Заключения, к которым пришли Балль и Хюльзенбек, не уничтожили импульс, приведший их к искусству. Этот импульс невозможно искоренить: это был импульс к изменению мира. Когда Балль писал, что для «людей, ежедневно подвергающихся чудовищному давлению и не имеющих возможности вести записи своих впечатлений, художественное творчество становится курсом выздоровления», он имел в виду, что во времена, когда каждый день творит свой собственный нигилизм, должен быть сотворён, выдуман новый смысл. Из чего сотворён? Из ничего, открывали дадаисты, вознеся обломки цивилизации на сцену и наблюдая, как меняется её форма — из ничего в пустоту. Дада был захватывающим потому, что допустил, а затем потребовал полного, а затем сознательного отказа от ответственности по отношению к искусству, затем по отношению к обществу, которое представляло искусство, — а, как открывали дадаисты, представлять здесь означало принимать. Они подошли к тому, чтобы открыть социальный атом, приблизились к тому, чтобы его расщепить.
Реклама, Цюрих, 1913
Дада был милостью, но непрошенной милостью, исходившей не из веры или деяний. Милость исходила от Бога, хотя Бог равнодушен к пустяковым саморазрушающимся этическим нормам, которые человечество превратило в имитацию естественного хода вещей. Поэтому дадаисты познавали милость как шанс, как положение удачного-места-в-нужное-время, как удар молнии, как падение на улице. Подобно падению на улице, милость является облачённой в жесты повседневности; подобно удару молнии, она является к человеку лишь однажды, в момент перемен, когда весь мир очищается и перерождается в Новом Человеке хотя бы на мгновение, — вот почему дадаисты так никогда от этого не оправились.

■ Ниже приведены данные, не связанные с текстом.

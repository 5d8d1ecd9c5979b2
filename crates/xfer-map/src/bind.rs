//! Name-based resolution of target attributes against source fields.

use xfer_model::{SourceField, SourceFields};

/// Controls how [`crate::EntityMapping::auto_bind`] matches names.
///
/// An exact match always wins. The relaxed modes are only tried when it
/// fails, in the order case-insensitive then separator-insensitive.
#[derive(Debug, Clone, Copy, PartialEq, Eq)]
pub struct AutoBindOptions {
    /// Match `email` against `EMAIL`.
    pub case_insensitive: bool,
    /// Match `first_name` against `First Name`. Implies case-insensitive.
    pub ignore_separators: bool,
}

impl Default for AutoBindOptions {
    fn default() -> Self {
        Self {
            case_insensitive: true,
            ignore_separators: false,
        }
    }
}

impl AutoBindOptions {
    /// Only byte-for-byte equal names bind.
    #[must_use]
    pub fn exact() -> Self {
        Self {
            case_insensitive: false,
            ignore_separators: false,
        }
    }

    #[must_use]
    pub fn with_case_insensitive(mut self, enable: bool) -> Self {
        self.case_insensitive = enable;
        self
    }

    #[must_use]
    pub fn with_ignore_separators(mut self, enable: bool) -> Self {
        self.ignore_separators = enable;
        self
    }
}

/// Find the source field best matching `target_name`.
pub fn resolve_source<'a>(
    sources: &'a SourceFields,
    target_name: &str,
    options: AutoBindOptions,
) -> Option<&'a SourceField> {
    sources
        .find(target_name)
        .or_else(|| {
            options
                .case_insensitive
                .then(|| sources.find_ignore_case(target_name))
                .flatten()
        })
        .or_else(|| {
            options
                .ignore_separators
                .then(|| sources.find_normalized(target_name))
                .flatten()
        })
}
//! Structured key-value settings exchanged with a persistence layer.

use std::collections::BTreeMap;

use serde::{Deserialize, Serialize};

use crate::error::{MappingError, Result};

/// Hooks an outer persistence layer calls to restore and capture state.
pub trait TransferSettings {
    /// Populate state from `settings`.
    fn load_settings(&mut self, settings: &SettingsSection) -> Result<()>;

    /// Write state into `settings`.
    fn save_settings(&self, settings: &mut SettingsSection);
}

/// A named section of string values and nested child sections.
///
/// Values are kept in key order; child sections in insertion order with
/// unique names.
#[derive(Debug, Clone, Default, PartialEq, Eq, Serialize, Deserialize)]
pub struct SettingsSection {
    name: String,
    #[serde(default, skip_serializing_if = "BTreeMap::is_empty")]
    values: BTreeMap<String, String>,
    #[serde(default, skip_serializing_if = "Vec::is_empty")]
    sections: Vec<SettingsSection>,
}

impl SettingsSection {
    pub fn new(name: impl Into<String>) -> Self {
        Self {
            name: name.into(),
            values: BTreeMap::new(),
            sections: Vec::new(),
        }
    }

    pub fn name(&self) -> &str {
        &self.name
    }

    pub fn get(&self, key: &str) -> Option<&str> {
        self.values.get(key).map(String::as_str)
    }

    /// Like [`Self::get`] but a missing key is an error.
    pub fn require(&self, key: &str) -> Result<&str> {
        self.get(key).ok_or_else(|| MappingError::MissingSetting {
            section: self.name.clone(),
            key: key.to_string(),
        })
    }

    pub fn get_int(&self, key: &str) -> Result<Option<i64>> {
        self.get(key)
            .map(|value| {
                value.trim().parse().map_err(|_| MappingError::InvalidSetting {
                    key: key.to_string(),
                    value: value.to_string(),
                    expected: "integer",
                })
            })
            .transpose()
    }

    pub fn get_bool(&self, key: &str) -> Result<Option<bool>> {
        self.get(key)
            .map(|value| match value.trim().to_ascii_lowercase().as_str() {
                "true" => Ok(true),
                "false" => Ok(false),
                _ => Err(MappingError::InvalidSetting {
                    key: key.to_string(),
                    value: value.to_string(),
                    expected: "true or false",
                }),
            })
            .transpose()
    }

    pub fn put(&mut self, key: impl Into<String>, value: impl Into<String>) {
        self.values.insert(key.into(), value.into());
    }

    pub fn put_int(&mut self, key: impl Into<String>, value: i64) {
        self.put(key, value.to_string());
    }

    pub fn put_bool(&mut self, key: impl Into<String>, value: bool) {
        self.put(key, value.to_string());
    }

    pub fn remove(&mut self, key: &str) -> Option<String> {
        self.values.remove(key)
    }

    pub fn keys(&self) -> impl Iterator<Item = &str> {
        self.values.keys().map(String::as_str)
    }

    pub fn section(&self, name: &str) -> Option<&SettingsSection> {
        self.sections.iter().find(|s| s.name == name)
    }

    pub fn sections(&self) -> &[SettingsSection] {
        &self.sections
    }

    /// Drop every child section, keeping this section's own values.
    pub fn clear_sections(&mut self) {
        self.sections.clear();
    }

    /// Return the child section `name`, creating it if absent.
    pub fn add_section(&mut self, name: &str) -> &mut SettingsSection {
        let position = match self.sections.iter().position(|s| s.name == name) {
            Some(position) => position,
            None => {
                self.sections.push(SettingsSection::new(name));
                self.sections.len() - 1
            }
        };
        &mut self.sections[position]
    }
}
//! Logging infrastructure using `tracing` and `tracing-subscriber`.
//!
//! The library crates only emit events; this module installs the subscriber
//! for the `xfer` binary.
//!
//! # Log Levels
//!
//! - `error`: fatal errors
//! - `warn`: dropped duplicates, stored mappings without a live attribute
//! - `info`: plan stage progress
//! - `debug`: mapping creation and auto-binding decisions
//! - `trace`: settings hook calls
//!
//! # Usage
//!
//! ```ignore
//! use xfer_cli::logging::{init_logging, LogConfig};
//!
//! let config = LogConfig::default().with_level(LevelFilter::DEBUG);
//! init_logging(&config).expect("init logging");
//! ```

use std::fs::OpenOptions;
use std::io::{self, Write};
use std::path::PathBuf;
use std::sync::{Arc, Mutex};

use tracing::level_filters::LevelFilter;
use tracing_subscriber::{
    EnvFilter,
    fmt::{self, MakeWriter},
    layer::SubscriberExt,
    util::SubscriberInitExt,
};

/// Configuration for logging behavior.
#[derive(Debug, Clone)]
pub struct LogConfig {
    /// Level applied to the workspace crates.
    pub level_filter: LevelFilter,
    /// Whether `RUST_LOG` may override `level_filter`.
    pub use_env_filter: bool,
    /// Whether to include timestamps in log output.
    pub with_timestamps: bool,
    /// Whether to include target (module path) in log output.
    pub with_target: bool,
    /// Whether to use ANSI colors in output.
    pub with_ansi: bool,
    /// Output format.
    pub format: LogFormat,
    /// Optional log file path. When set, logs are written to the file.
    pub log_file: Option<PathBuf>,
}

/// Log output format.
#[derive(Debug, Clone, Copy, Default, PartialEq, Eq)]
pub enum LogFormat {
    /// Human-readable pretty format with colors.
    #[default]
    Pretty,
    /// Compact single-line format.
    Compact,
    /// JSON format for machine parsing.
    Json,
}

impl Default for LogConfig {
    fn default() -> Self {
        Self {
            level_filter: LevelFilter::WARN,
            use_env_filter: true,
            with_timestamps: false,
            with_target: false,
            with_ansi: true,
            format: LogFormat::default(),
            log_file: None,
        }
    }
}

impl LogConfig {
    #[must_use]
    pub fn with_level(mut self, level_filter: LevelFilter) -> Self {
        self.level_filter = level_filter;
        self
    }

    #[must_use]
    pub fn with_timestamps(mut self, enable: bool) -> Self {
        self.with_timestamps = enable;
        self
    }

    #[must_use]
    pub fn with_format(mut self, format: LogFormat) -> Self {
        self.format = format;
        self
    }

    /// Set the log file path (writes to stderr when None).
    #[must_use]
    pub fn with_log_file(mut self, path: Option<PathBuf>) -> Self {
        self.log_file = path;
        self
    }
}

/// Initialize the global tracing subscriber with the given configuration.
///
/// # Errors
///
/// Returns an error if the log file cannot be opened.
///
/// # Panics
///
/// Panics if a global subscriber is already installed.
pub fn init_logging(config: &LogConfig) -> io::Result<()> {
    if let Some(path) = &config.log_file {
        let file = OpenOptions::new().create(true).append(true).open(path)?;
        init_logging_with_writer(config, SharedFileWriter::new(file));
    } else {
        init_logging_with_writer(config, io::stderr);
    }
    Ok(())
}

/// Initialize logging with a custom writer.
pub fn init_logging_with_writer<W>(config: &LogConfig, writer: W)
where
    W: for<'writer> MakeWriter<'writer> + Send + Sync + 'static,
{
    let filter = build_env_filter(config);
    let registry = tracing_subscriber::registry().with(filter);

    match config.format {
        LogFormat::Json => {
            registry
                .with(
                    fmt::layer()
                        .json()
                        .with_writer(writer)
                        .with_target(config.with_target),
                )
                .init();
        }
        LogFormat::Compact => {
            let layer = fmt::layer()
                .compact()
                .with_writer(writer)
                .with_ansi(config.with_ansi)
                .with_target(config.with_target);
            if config.with_timestamps {
                registry.with(layer).init();
            } else {
                registry.with(layer.without_time()).init();
            }
        }
        LogFormat::Pretty => {
            let layer = fmt::layer()
                .with_writer(writer)
                .with_ansi(config.with_ansi)
                .with_target(config.with_target);
            if config.with_timestamps {
                registry.with(layer).init();
            } else {
                registry.with(layer.without_time()).init();
            }
        }
    }
}

#[derive(Clone)]
struct SharedFileWriter {
    file: Arc<Mutex<std::fs::File>>,
}

impl SharedFileWriter {
    fn new(file: std::fs::File) -> Self {
        Self {
            file: Arc::new(Mutex::new(file)),
        }
    }
}

struct SharedFileGuard {
    file: Arc<Mutex<std::fs::File>>,
}

impl Write for SharedFileGuard {
    fn write(&mut self, buf: &[u8]) -> io::Result<usize> {
        let mut guard = self
            .file
            .lock()
            .map_err(|_| io::Error::other("log file lock poisoned"))?;
        guard.write(buf)
    }

    fn flush(&mut self) -> io::Result<()> {
        let mut guard = self
            .file
            .lock()
            .map_err(|_| io::Error::other("log file lock poisoned"))?;
        guard.flush()
    }
}

impl<'a> MakeWriter<'a> for SharedFileWriter {
    type Writer = SharedFileGuard;

    fn make_writer(&'a self) -> Self::Writer {
        SharedFileGuard {
            file: Arc::clone(&self.file),
        }
    }
}

/// Build the filter; `RUST_LOG` wins when allowed and set.
fn build_env_filter(config: &LogConfig) -> EnvFilter {
    let default_filter = || {
        // External crates stay at warn level to reduce noise
        EnvFilter::new(format!(
            "warn,xfer_cli={level},xfer_map={level},xfer_model={level}",
            level = config.level_filter
        ))
    };
    if config.use_env_filter {
        EnvFilter::try_from_default_env().unwrap_or_else(|_| default_filter())
    } else {
        default_filter()
    }
}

Вместе с Хюльзенбеком они решили, записал Балль, что искусство являлось «лишь поводом», «методом» обнаружения «ритма и скрытого образа этого времени» — «его основой и сутью», «возможностью его растормошить»25. Это была та же концепция, которой Ги Дебор в 1961 году придал новую форму и закалил в своей “Critique de la séparation” («Критика разделения»), фильме о ситуационистах и мире спектакля, который они намеревались уничтожить. Делая искусство, фильм, дабы оспорить притязания искусства (как и все его фильмы, кроме одного, этот был упражнением в détournement, фильмом, почти полностью состоящим из фрагментов чужих фильмов, анонсов, фотографий, рекламных роликов, мультфильмов, граффити, новостных хроник: на экране игральный автомат сменяется ПОЕДИНКОМ, затем тюремная охрана загоняет бунтующих заключённых обратно в их камеры), Дебор говорил за кадром: «В целом события, происходящие в индивидуальной реальности в том виде, в каком она организована, те, что касаются нас напрямую и требуют нашего пристального внимания, на деле не заслуживают ничего большего, чем нашего участия в качестве далёких, скучающих и равнодушных зрителей. Напротив, ситуация, которую мы рассматриваем сквозь призму художественного наложения, часто привлекает к себе как заслуживающая того, чтобы стать её участником, действующим лицом. Вот парадокс, который нужно перевернуть, поставить с головы на ноги. Именно это необходимо реализовать на деле»26. Ситуационисты полагали, что на фоне открытий новых миров, сделанных художниками в первой четверти XX века, больше с тех пор не происходило ничего. Всё, что осталось, это импульс: желание «статьучастником», «действующим лицом». Конечно, для кого парадокс Балля оставался только словом, для того «время» продолжалось, «искусство» продолжалось. Что бы ни случилось в 1916 году, в 1961-м нечто, называемое дада, продолжало вдохновлять людей по всему миру, многие из которых трудились на ниве искусства, были счастливы услышать в свой адрес «неодада» — мошенничество как во времени, так и в искусстве, говорил бывший берлинский дадаист Рауль Хаусман, потому что неодада «рассматривал объект как “вещь в себе” — что дада отвергал»27.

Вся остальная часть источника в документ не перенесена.